Areas of the brain that respond to reward and pleasure are linked to the ability of the drug butorphanol to relieve itch, according to new research led by Gil Yosipovitch, professor and chair of dermatology at Temple’s School of Medicine and director of the Temple Itch Center.

The study, published online September 11 in the Journal of Investigative Dermatology, is the first to show precisely where in the brain butorphanol works to relieve itch and explain why it works better for chronic itching mediated by histamine, a small molecule involved in allergic reactions, than for non-histamine-related types of itch. The findings potentially open up new avenues to the development of chronic-itch treatments.

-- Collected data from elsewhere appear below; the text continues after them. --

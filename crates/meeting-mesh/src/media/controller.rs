//! `MediaDeviceController` - owns the local capture stream.
//!
//! Audio mute flips the existing track in place. Camera-off stops and
//! detaches the video track so the hardware is released; camera-on asks the
//! device for a fresh video-only stream and attaches its track.

use super::{LocalMediaState, MediaConstraints, MediaDevices, MediaStream, TrackKind};
use crate::errors::DeviceError;

use std::sync::Arc;
use tracing::{debug, info, instrument, warn};

/// Owner of [`LocalMediaState`].
pub struct MediaDeviceController {
    devices: Arc<dyn MediaDevices>,
    state: LocalMediaState,
}

impl MediaDeviceController {
    #[must_use]
    pub fn new(devices: Arc<dyn MediaDevices>) -> Self {
        Self {
            devices,
            state: LocalMediaState::default(),
        }
    }

    /// Current local media state.
    #[must_use]
    pub fn state(&self) -> &LocalMediaState {
        &self.state
    }

    /// Acquire camera and/or microphone.
    ///
    /// Any previously held stream is released first.
    ///
    /// # Errors
    ///
    /// Returns the device error when permission is denied or no device
    /// exists; state is left empty in that case.
    #[instrument(skip_all, name = "mesh.media.acquire")]
    pub async fn acquire(
        &mut self,
        constraints: &MediaConstraints,
    ) -> Result<LocalMediaState, DeviceError> {
        self.release();

        let stream = self.devices.get_user_media(constraints).await.map_err(|e| {
            warn!(target: "mesh.media", error = %e, "Failed to acquire local media");
            e
        })?;

        self.state = LocalMediaState {
            audio_enabled: stream.audio_track().is_some_and(|t| t.is_enabled()),
            video_enabled: stream.video_track().is_some_and(|t| t.is_enabled()),
            stream: Some(stream),
        };

        info!(
            target: "mesh.media",
            audio = self.state.audio_enabled,
            video = self.state.video_enabled,
            "Local media acquired"
        );

        Ok(self.state.clone())
    }

    /// Flip the microphone. Returns the new `audio_enabled`.
    ///
    /// Without an audio track the state stays off.
    pub fn toggle_audio(&mut self) -> bool {
        let target = !self.state.audio_enabled;
        self.set_audio_enabled(target)
    }

    /// Enable or disable the existing audio track in place.
    pub fn set_audio_enabled(&mut self, enabled: bool) -> bool {
        let Some(track) = self.state.audio_track() else {
            debug!(target: "mesh.media", "No audio track, ignoring mute change");
            return self.state.audio_enabled;
        };

        track.set_enabled(enabled);
        self.state.audio_enabled = enabled;
        debug!(target: "mesh.media", audio = enabled, "Audio toggled");
        enabled
    }

    /// Flip the camera. Returns the new `video_enabled`.
    ///
    /// Re-acquisition failures are logged and leave the camera off.
    pub async fn toggle_video(&mut self) -> bool {
        let target = !self.state.video_enabled;
        self.set_video_enabled(target).await
    }

    /// Turn the camera on (fresh device track) or off (track stopped and
    /// detached).
    #[instrument(skip_all, name = "mesh.media.video", fields(enabled = enabled))]
    pub async fn set_video_enabled(&mut self, enabled: bool) -> bool {
        if self.state.stream.is_none() {
            debug!(target: "mesh.media", "No local stream, ignoring camera change");
            return self.state.video_enabled;
        }

        if enabled == self.state.video_enabled {
            return enabled;
        }

        if enabled {
            self.camera_on().await;
        } else {
            self.camera_off();
        }

        self.state.video_enabled
    }

    fn camera_off(&mut self) {
        if let Some(stream) = self.state.stream.as_mut() {
            for track in stream.remove_tracks(TrackKind::Video) {
                track.stop();
                debug!(target: "mesh.media", track_id = %track.id(), "Video track stopped");
            }
        }
        self.state.video_enabled = false;
        info!(target: "mesh.media", "Camera released");
    }

    async fn camera_on(&mut self) {
        let fresh = match self
            .devices
            .get_user_media(&MediaConstraints::video_only())
            .await
        {
            Ok(stream) => stream,
            Err(e) => {
                warn!(target: "mesh.media", error = %e, "Failed to re-enable camera");
                return;
            }
        };

        let Some(track) = fresh.video_track().cloned() else {
            warn!(target: "mesh.media", "Device returned no video track");
            fresh.stop_all();
            return;
        };

        // Anything else the device handed back is not wanted.
        for extra in fresh.tracks().iter().filter(|t| **t != track) {
            extra.stop();
        }

        if let Some(stream) = self.state.stream.as_mut() {
            stream.set_track(TrackKind::Video, Some(track.clone()));
            self.state.video_enabled = true;
            info!(target: "mesh.media", track_id = %track.id(), "Camera re-acquired");
        } else {
            track.stop();
        }
    }

    /// Stop every track and clear the state. Safe to call repeatedly.
    pub fn release(&mut self) {
        if let Some(stream) = self.state.stream.take() {
            stream.stop_all();
            info!(target: "mesh.media", "Local media released");
        }
        self.state = LocalMediaState::default();
    }

    /// Snapshot of the local stream, or an empty one when nothing is held.
    #[must_use]
    pub fn stream_or_empty(&self) -> MediaStream {
        self.state.stream.clone().unwrap_or_else(MediaStream::empty)
    }
}

impl Drop for MediaDeviceController {
    fn drop(&mut self) {
        self.release();
    }
}

#[cfg(test)]
#[allow(clippy::unwrap_used, clippy::expect_used)]
mod tests {
    use super::*;
    use crate::media::SyntheticDevices;

    fn controller() -> (MediaDeviceController, Arc<SyntheticDevices>) {
        let devices = Arc::new(SyntheticDevices::new());
        (MediaDeviceController::new(devices.clone()), devices)
    }

    #[tokio::test]
    async fn test_acquire_populates_state() {
        let (mut media, _) = controller();

        let state = media.acquire(&MediaConstraints::default()).await.unwrap();

        assert!(state.audio_enabled);
        assert!(state.video_enabled);
        assert!(state.audio_track().is_some());
        assert!(state.video_track().is_some());
    }

    #[tokio::test]
    async fn test_acquire_denied() {
        let devices = Arc::new(SyntheticDevices::new());
        devices.set_permission_granted(false);
        let mut media = MediaDeviceController::new(devices);

        let result = media.acquire(&MediaConstraints::default()).await;

        assert_eq!(result.unwrap_err(), DeviceError::PermissionDenied);
        assert_eq!(media.state(), &LocalMediaState::default());
    }

    #[tokio::test]
    async fn test_toggle_audio_keeps_track() {
        let (mut media, _) = controller();
        media.acquire(&MediaConstraints::default()).await.unwrap();
        let track = media.state().audio_track().cloned().unwrap();

        assert!(!media.toggle_audio());
        assert!(!track.is_enabled());
        assert!(!track.is_stopped());
        assert_eq!(media.state().audio_track(), Some(&track));

        assert!(media.toggle_audio());
        assert!(track.is_enabled());
    }

    #[tokio::test]
    async fn test_toggle_audio_without_stream() {
        let (mut media, _) = controller();
        assert!(!media.toggle_audio());
    }

    #[tokio::test]
    async fn test_camera_off_releases_device() {
        let (mut media, _) = controller();
        media.acquire(&MediaConstraints::default()).await.unwrap();
        let old = media.state().video_track().cloned().unwrap();

        assert!(!media.toggle_video().await);

        assert!(old.is_stopped());
        assert!(media.state().video_track().is_none());
        assert!(!media.state().video_enabled);
        // Audio untouched
        assert!(media.state().audio_enabled);
    }

    #[tokio::test]
    async fn test_camera_round_trip_gets_new_track() {
        let (mut media, devices) = controller();
        media.acquire(&MediaConstraints::default()).await.unwrap();
        let old = media.state().video_track().cloned().unwrap();

        media.toggle_video().await;
        assert!(media.toggle_video().await);

        let new = media.state().video_track().cloned().unwrap();
        assert_ne!(new, old);
        assert!(new.is_enabled());
        assert!(media.state().video_enabled);
        assert_eq!(devices.acquisitions(), 2);
    }

    #[tokio::test]
    async fn test_camera_on_failure_leaves_video_off() {
        let (mut media, devices) = controller();
        media.acquire(&MediaConstraints::default()).await.unwrap();
        media.toggle_video().await;

        devices.set_camera_available(false);
        assert!(!media.toggle_video().await);
        assert!(!media.state().video_enabled);
        assert!(media.state().video_track().is_none());
        assert!(media.state().audio_track().is_some());
    }

    #[tokio::test]
    async fn test_release_is_idempotent() {
        let (mut media, _) = controller();
        media.acquire(&MediaConstraints::default()).await.unwrap();
        let stream = media.state().stream.clone().unwrap();

        media.release();
        media.release();

        assert!(stream.tracks().iter().all(|t| t.is_stopped()));
        assert_eq!(media.state(), &LocalMediaState::default());
        assert!(media.stream_or_empty().tracks().is_empty());
    }

    #[tokio::test]
    async fn test_drop_stops_tracks() {
        let (mut media, _) = controller();
        media.acquire(&MediaConstraints::default()).await.unwrap();
        let stream = media.state().stream.clone().unwrap();

        drop(media);

        assert!(stream.tracks().iter().all(|t| t.is_stopped()));
    }
}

“The research allows us to assess butorphanol's effects,” Yosipovitch said. “We can now identify better targets in the brain that drugs can work on to relieve itch.”

Yosipovitch explained that chronic itching, which affects roughly 12 percent of the population, is caused by not just one disease but many—ranging from atopic eczema and psoriasis to systemic diseases such as lymphoma and chronic liver failure. Biochemically, each of those diseases induces itching via one of two main pathways: one mediated by histamine and one that is not. Most pathological itching originates along non-histaminergic pathways.

The researchers experimentally induced itch in human volunteers using either histamine or cowhage, which incites non-histaminergic itching. The volunteers were then treated with either butorphanol or a placebo and subjected to functional magnetic resonance imaging (fMRI) to analyze brain activity and assess the effects of butorphanol. Seven days later, they received the other treatment and again underwent fMRI.

Butorphanol suppressed histamine itching in all cases and reduced cowhage (non-histaminergic) itching in 35 percent of subjects. The drug's suppression of histamine itching was associated specifically with the activation of brain areas located deep at the base of the forebrain that are notably rich in so-called kappa (κ)-opioid receptors, on which butorphanol acts. By contrast, the relief of cowhage itch by butorphanol was linked to effects in other brain areas.

The findings suggest that butorphanol works primarily on κ-opioid receptors to suppress the itch sensation induced by histamine. But the drug also has important effects on an itch pathway that does not involve histamine, where the demand for new treatments is greatest.

The new study, which Yosipovitch carried out at Wake Forest University prior to joining the Temple School of Medicine faculty in 2013, also further illustrates the power of applying imaging technologies to basic questions in itch research. At Temple's Itch Center, Yosipovitch continues to explore those applications.

“We are in a position now to better understand the itch-scratch cycle,” he said. “To break the cycle from the top down, knowing where to target receptors in the brain, would be a major achievement.”

Researchers from Wake Forest University and Virginia Tech collaborated in the study, which was supported by a grant from the National Institutes of Health.